> **Supplied records**
-- -- --
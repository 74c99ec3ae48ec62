//! Caller-owned chat transcript.
//!
//! [`Conversation`] holds the turns of one session together with the pending
//! flag and the last error. It talks to the relay through a
//! [`RelayTransport`], so tests can drive it without a network.

use crate::converters::gemini::{GeminiRequest, extract_reply_text};
use serde::{Deserialize, Serialize};
use serde_json::Value;
use std::future::Future;
use thiserror::Error;
use tracing::{debug, warn};

pub const NO_REPLY_PLACEHOLDER: &str = "No response from AI.";
pub const GENERIC_REQUEST_FAILURE: &str = "Request failed";

#[derive(Debug, Clone, Copy, PartialEq, Eq, Serialize, Deserialize)]
#[serde(rename_all = "lowercase")]
pub enum Sender {
    User,
    Bot,
}

#[derive(Debug, Clone, PartialEq, Eq, Serialize, Deserialize)]
pub struct ChatTurn {
    pub content: String,
    pub sender: Sender,
}

impl ChatTurn {
    pub fn user(content: impl Into<String>) -> Self {
        Self { content: content.into(), sender: Sender::User }
    }

    pub fn bot(content: impl Into<String>) -> Self {
        Self { content: content.into(), sender: Sender::Bot }
    }
}

#[derive(Debug, Error)]
pub enum TransportError {
    /// The relay answered with an error status.
    #[error("relay returned {status}: {}", .message.as_deref().unwrap_or("<no message>"))]
    Relay { status: u16, message: Option<String> },

    #[error(transparent)]
    Http(#[from] reqwest::Error),
}

impl TransportError {
    /// Text shown to the user: the relay's `error` field, else the transport
    /// error itself, else a generic fallback.
    pub fn user_message(&self) -> String {
        let message = match self {
            TransportError::Relay { status, message } => message
                .clone()
                .filter(|m| !m.trim().is_empty())
                .unwrap_or_else(|| format!("Request failed with status code {}", status)),
            TransportError::Http(e) => e.to_string(),
        };
        if message.trim().is_empty() { GENERIC_REQUEST_FAILURE.to_string() } else { message }
    }
}

/// Sends a transcript to the relay and yields the provider's JSON body.
pub trait RelayTransport {
    fn send(&self, request: &GeminiRequest) -> impl Future<Output = Result<Value, TransportError>> + Send;
}

#[derive(Debug, Default)]
pub struct Conversation {
    turns: Vec<ChatTurn>,
    pending: bool,
    error: Option<String>,
    scroll_anchor: Option<usize>,
}

impl Conversation {
    pub fn new() -> Self {
        Self::default()
    }

    pub fn turns(&self) -> &[ChatTurn] {
        &self.turns
    }

    pub fn is_pending(&self) -> bool {
        self.pending
    }

    pub fn error(&self) -> Option<&str> {
        self.error.as_deref()
    }

    /// Index of the turn the view should keep in sight.
    pub fn scroll_anchor(&self) -> Option<usize> {
        self.scroll_anchor
    }

    pub fn dismiss_error(&mut self) {
        self.error = None;
    }

    pub fn reset(&mut self) {
        self.turns.clear();
        self.on_transcript_changed();
    }

    /// Runs one full exchange. Returns `false` when the input was ignored.
    pub async fn submit<T: RelayTransport>(&mut self, text: &str, transport: &T) -> bool {
        let Some(request) = self.begin_submit(text) else {
            return false;
        };
        let result = transport.send(&request).await;
        self.finish_submit(result);
        true
    }

    /// First half of [`submit`](Self::submit): records the user turn and
    /// returns the payload to send, or `None` for blank input or while a
    /// request is outstanding.
    pub fn begin_submit(&mut self, text: &str) -> Option<GeminiRequest> {
        if text.trim().is_empty() || self.pending {
            return None;
        }
        self.push(ChatTurn::user(text));
        self.pending = true;
        self.error = None;
        Some(GeminiRequest::from_turns(&self.turns))
    }

    pub fn finish_submit(&mut self, result: Result<Value, TransportError>) {
        self.pending = false;
        match result {
            Ok(body) => {
                let reply = match extract_reply_text(&body) {
                    Ok(text) => text.to_string(),
                    Err(gap) => {
                        debug!("No reply text in relay response: {}", gap);
                        NO_REPLY_PLACEHOLDER.to_string()
                    }
                };
                self.push(ChatTurn::bot(reply));
            }
            Err(e) => {
                warn!("Relay call failed: {}", e);
                self.error = Some(e.user_message());
            }
        }
    }

    fn push(&mut self, turn: ChatTurn) {
        self.turns.push(turn);
        self.on_transcript_changed();
    }

    fn on_transcript_changed(&mut self) {
        self.scroll_anchor = self.turns.len().checked_sub(1);
    }
}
-- -- --
> **What you need to do**
Each record above must be output without any alteration.

> **Result**
repository 74c99ec3ae48ec62
//! Caller-owned chat transcript.
//!
//! [`Conversation`] holds the turns of one session together with the pending
//! flag and the last error. It talks to the relay through a
//! [`RelayTransport`], so tests can drive it without a network.

use crate::converters::gemini::{GeminiRequest, extract_reply_text};
use serde::{Deserialize, Serialize};
use serde_json::Value;
use std::future::Future;
use thiserror::Error;
use tracing::{debug, warn};

pub const NO_REPLY_PLACEHOLDER: &str = "No response from AI.";
pub const GENERIC_REQUEST_FAILURE: &str = "Request failed";

#[derive(Debug, Clone, Copy, PartialEq, Eq, Serialize, Deserialize)]
#[serde(rename_all = "lowercase")]
pub enum Sender {
    User,
    Bot,
}

#[derive(Debug, Clone, PartialEq, Eq, Serialize, Deserialize)]
pub struct ChatTurn {
    pub content: String,
    pub sender: Sender,
}

impl ChatTurn {
    pub fn user(content: impl Into<String>) -> Self {
        Self { content: content.into(), sender: Sender::User }
    }

    pub fn bot(content: impl Into<String>) -> Self {
        Self { content: content.into(), sender: Sender::Bot }
    }
}

#[derive(Debug, Error)]
pub enum TransportError {
    /// The relay answered with an error status.
    #[error("relay returned {status}: {}", .message.as_deref().unwrap_or("<no message>"))]
    Relay { status: u16, message: Option<String> },

    #[error(transparent)]
    Http(#[from] reqwest::Error),
}

impl TransportError {
    /// Text shown to the user: the relay's `error` field, else the transport
    /// error itself, else a generic fallback.
    pub fn user_message(&self) -> String {
        let message = match self {
            TransportError::Relay { status, message } => message
                .clone()
                .filter(|m| !m.trim().is_empty())
                .unwrap_or_else(|| format!("Request failed with status code {}", status)),
            TransportError::Http(e) => e.to_string(),
        };
        if message.trim().is_empty() { GENERIC_REQUEST_FAILURE.to_string() } else { message }
    }
}

/// Sends a transcript to the relay and yields the provider's JSON body.
pub trait RelayTransport {
    fn send(&self, request: &GeminiRequest) -> impl Future<Output = Result<Value, TransportError>> + Send;
}

#[derive(Debug, Default)]
pub struct Conversation {
    turns: Vec<ChatTurn>,
    pending: bool,
    error: Option<String>,
    scroll_anchor: Option<usize>,
}

impl Conversation {
    pub fn new() -> Self {
        Self::default()
    }

    pub fn turns(&self) -> &[ChatTurn] {
        &self.turns
    }

    pub fn is_pending(&self) -> bool {
        self.pending
    }

    pub fn error(&self) -> Option<&str> {
        self.error.as_deref()
    }

    /// Index of the turn the view should keep in sight.
    pub fn scroll_anchor(&self) -> Option<usize> {
        self.scroll_anchor
    }

    pub fn dismiss_error(&mut self) {
        self.error = None;
    }

    pub fn reset(&mut self) {
        self.turns.clear();
        self.on_transcript_changed();
    }

    /// Runs one full exchange. Returns `false` when the input was ignored.
    pub async fn submit<T: RelayTransport>(&mut self, text: &str, transport: &T) -> bool {
        let Some(request) = self.begin_submit(text) else {
            return false;
        };
        let result = transport.send(&request).await;
        self.finish_submit(result);
        true
    }

    /// First half of [`submit`](Self::submit): records the user turn and
    /// returns the payload to send, or `None` for blank input or while a
    /// request is outstanding.
    pub fn begin_submit(&mut self, text: &str) -> Option<GeminiRequest> {
        if text.trim().is_empty() || self.pending {
            return None;
        }
        self.push(ChatTurn::user(text));
        self.pending = true;
        self.error = None;
        Some(GeminiRequest::from_turns(&self.turns))
    }

    pub fn finish_submit(&mut self, result: Result<Value, TransportError>) {
        self.pending = false;
        match result {
            Ok(body) => {
                let reply = match extract_reply_text(&body) {
                    Ok(text) => text.to_string(),
                    Err(gap) => {
                        debug!("No reply text in relay response: {}", gap);
                        NO_REPLY_PLACEHOLDER.to_string()
                    }
                };
                self.push(ChatTurn::bot(reply));
            }
            Err(e) => {
                warn!("Relay call failed: {}", e);
                self.error = Some(e.user_message());
            }
        }
    }

    fn push(&mut self, turn: ChatTurn) {
        self.turns.push(turn);
        self.on_transcript_changed();
    }

    fn on_transcript_changed(&mut self) {
        self.scroll_anchor = self.turns.len().checked_sub(1);
    }
}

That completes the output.